Not sure how do you get the same hash. The hash should be doc_id. No need for a random key, since you want only deduplication.

This sample is working:

input {
  generator {
       message => '{"ip": "192.168.0.1","port":"80"}
	   {"ip": "192.168.0.1", "port":"43"}'
	   count => 1
	   codec => json_lines
  }
}

filter {

   fingerprint{
                source => ["ip","port"]
                concatenate_sources => true
                target => "[@metadata][jedinstveni_id]"
                method => "MD5"
                #key => "randomkey"
   }
  
   mutate { remove_field => ["host", "event", "@timestamp", "@version"] } 

}

output {
  stdout { codec => rubydebug{ metadata => true}}
  elasticsearch {
    hosts => ["127.0.0.1:9200"]
    data_stream => false
    document_id => "%{[@metadata][jedinstveni_id]}"
    index => "shadow-server"
  }
}

Result:

{
         "port" => "80",
    "@metadata" => {
        "jedinstveni_id" => "4f1bead294d01181b6c40ac78deb5381"
    },
           "ip" => "192.168.0.1"
}
{
         "port" => "43",
    "@metadata" => {
        "jedinstveni_id" => "ef7a9233096432e9a67f72931aac7155"
    },
           "ip" => "192.168.0.1"
}

Amer_Uljic · April 5, 2024, 9:52am

Thank you for your assistance but the config is still giving me the same hash values across the events.
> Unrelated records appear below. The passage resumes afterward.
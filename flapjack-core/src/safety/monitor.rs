//! Safety monitor implementation
//!
//! Collects the latest axis faults, heater watchdog result and kill timer
//! state each tick, and reports the fault that applies to the current status.

use crate::motion::AxisId;
use crate::state::{FaultKind, Status};
use crate::traits::StepperError;

/// Safety condition status
#[derive(Debug, Clone, Copy, PartialEq, Eq)]
#[cfg_attr(feature = "defmt", derive(defmt::Format))]
pub enum SafetyStatus {
    /// All conditions normal
    Ok,
    /// Safety condition violated
    Fault(FaultKind),
}

/// Safety monitor for fault detection
#[derive(Debug, Clone, Default)]
pub struct SafetyMonitor {
    /// Latched fault per axis, indexed in [`AxisId::ALL`] order
    axis_faults: [Option<StepperError>; 3],
    /// Heater commanded on for the whole watchdog window without getting hot
    heater_overdue: bool,
    /// Kill timer ran out
    kill_expired: bool,
    /// Faults reported since power-up
    fault_count: u32,
}

fn slot(axis: AxisId) -> usize {
    match axis {
        AxisId::Conveyor => 0,
        AxisId::Dispenser => 1,
        AxisId::Cooling => 2,
    }
}

impl SafetyMonitor {
    /// Create a new safety monitor
    pub fn new() -> Self {
        Self::default()
    }

    /// Latch a fault reported by one axis
    ///
    /// The fault stays latched until [`SafetyMonitor::reset`].
    pub fn report_axis(&mut self, axis: AxisId, fault: StepperError) {
        self.axis_faults[slot(axis)] = Some(fault);
    }

    /// Update the heater watchdog result
    pub fn update_heater(&mut self, overdue: bool) {
        self.heater_overdue = overdue;
    }

    /// Update the kill timer result
    pub fn update_kill_timer(&mut self, expired: bool) {
        self.kill_expired = expired;
    }

    /// Latched fault of one axis
    pub fn axis_fault(&self, axis: AxisId) -> Option<StepperError> {
        self.axis_faults[slot(axis)]
    }

    /// Check all safety conditions for the given status
    ///
    /// Returns the first fault that forces a transition out of `status`.
    /// Motor faults take precedence over the heater watchdog.
    pub fn check(&self, status: Status) -> SafetyStatus {
        if status == Status::Cancelled {
            if self.kill_expired {
                return SafetyStatus::Fault(FaultKind::StuckCancel);
            }
            return SafetyStatus::Ok;
        }

        if !status.is_active() {
            return SafetyStatus::Ok;
        }

        for axis in AxisId::ALL {
            if self.axis_fault(axis).is_some() {
                return SafetyStatus::Fault(FaultKind::MotorStall(axis));
            }
        }

        if status.heater_allowed() && self.heater_overdue {
            return SafetyStatus::Fault(FaultKind::HeaterTimeout);
        }

        SafetyStatus::Ok
    }

    /// Record that a fault was acted upon
    pub fn record_fault(&mut self) {
        self.fault_count = self.fault_count.saturating_add(1);
    }

    /// Faults acted upon since power-up
    pub fn fault_count(&self) -> u32 {
        self.fault_count
    }

    /// Forget every latched condition
    pub fn reset(&mut self) {
        self.axis_faults = [None; 3];
        self.heater_overdue = false;
        self.kill_expired = false;
    }
}

#[cfg(test)]
mod tests {
    use super::*;

    #[test]
    fn test_normal_operation() {
        let monitor = SafetyMonitor::new();
        for status in [
            Status::Empty,
            Status::Requested,
            Status::Baking,
            Status::Cancelled,
            Status::Ready,
        ] {
            assert_eq!(monitor.check(status), SafetyStatus::Ok);
        }
    }

    #[test]
    fn test_motor_stall() {
        let mut monitor = SafetyMonitor::new();
        monitor.report_axis(AxisId::Dispenser, StepperError::StallDetected);
        assert_eq!(
            monitor.check(Status::Requested),
            SafetyStatus::Fault(FaultKind::MotorStall(AxisId::Dispenser))
        );
        // Nothing to abort while idle
        assert_eq!(monitor.check(Status::Empty), SafetyStatus::Ok);
    }

    #[test]
    fn test_stall_takes_precedence_over_heater() {
        let mut monitor = SafetyMonitor::new();
        monitor.update_heater(true);
        monitor.report_axis(AxisId::Cooling, StepperError::CommunicationError);
        assert_eq!(
            monitor.check(Status::Baking),
            SafetyStatus::Fault(FaultKind::MotorStall(AxisId::Cooling))
        );
    }

    #[test]
    fn test_heater_timeout_only_while_heating() {
        let mut monitor = SafetyMonitor::new();
        monitor.update_heater(true);
        assert_eq!(
            monitor.check(Status::Requested),
            SafetyStatus::Fault(FaultKind::HeaterTimeout)
        );
        assert_eq!(monitor.check(Status::Ready), SafetyStatus::Ok);
    }

    #[test]
    fn test_stuck_cancel() {
        let mut monitor = SafetyMonitor::new();
        monitor.update_kill_timer(true);
        assert_eq!(
            monitor.check(Status::Cancelled),
            SafetyStatus::Fault(FaultKind::StuckCancel)
        );
        assert_eq!(monitor.check(Status::Baking), SafetyStatus::Ok);
    }

    #[test]
    fn test_cancelled_ignores_motor_faults() {
        let mut monitor = SafetyMonitor::new();
        monitor.report_axis(AxisId::Conveyor, StepperError::StallDetected);
        assert_eq!(monitor.check(Status::Cancelled), SafetyStatus::Ok);
    }

    #[test]
    fn test_reset_clears_conditions() {
        let mut monitor = SafetyMonitor::new();
        monitor.report_axis(AxisId::Conveyor, StepperError::StallDetected);
        monitor.update_heater(true);
        monitor.record_fault();
        monitor.reset();

        assert_eq!(monitor.check(Status::Baking), SafetyStatus::Ok);
        assert_eq!(monitor.fault_count(), 1);
    }
}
Do you think the JSON file I'm reading from could be at fault?

Rios · April 5, 2024, 10:10am

Might be, you should review with your data, just put in the generator.

Amer_Uljic · April 5, 2024, 10:32am

It works with the generator, thank you! So my issue is probably with the json file or the way logstash interprets it.

Rios · April 5, 2024, 11:59am

I don't know is it a single or a multiline JSON. If is the multiline file- the human readable with spaces&new lines, cannot be converted in the regular JSON codec.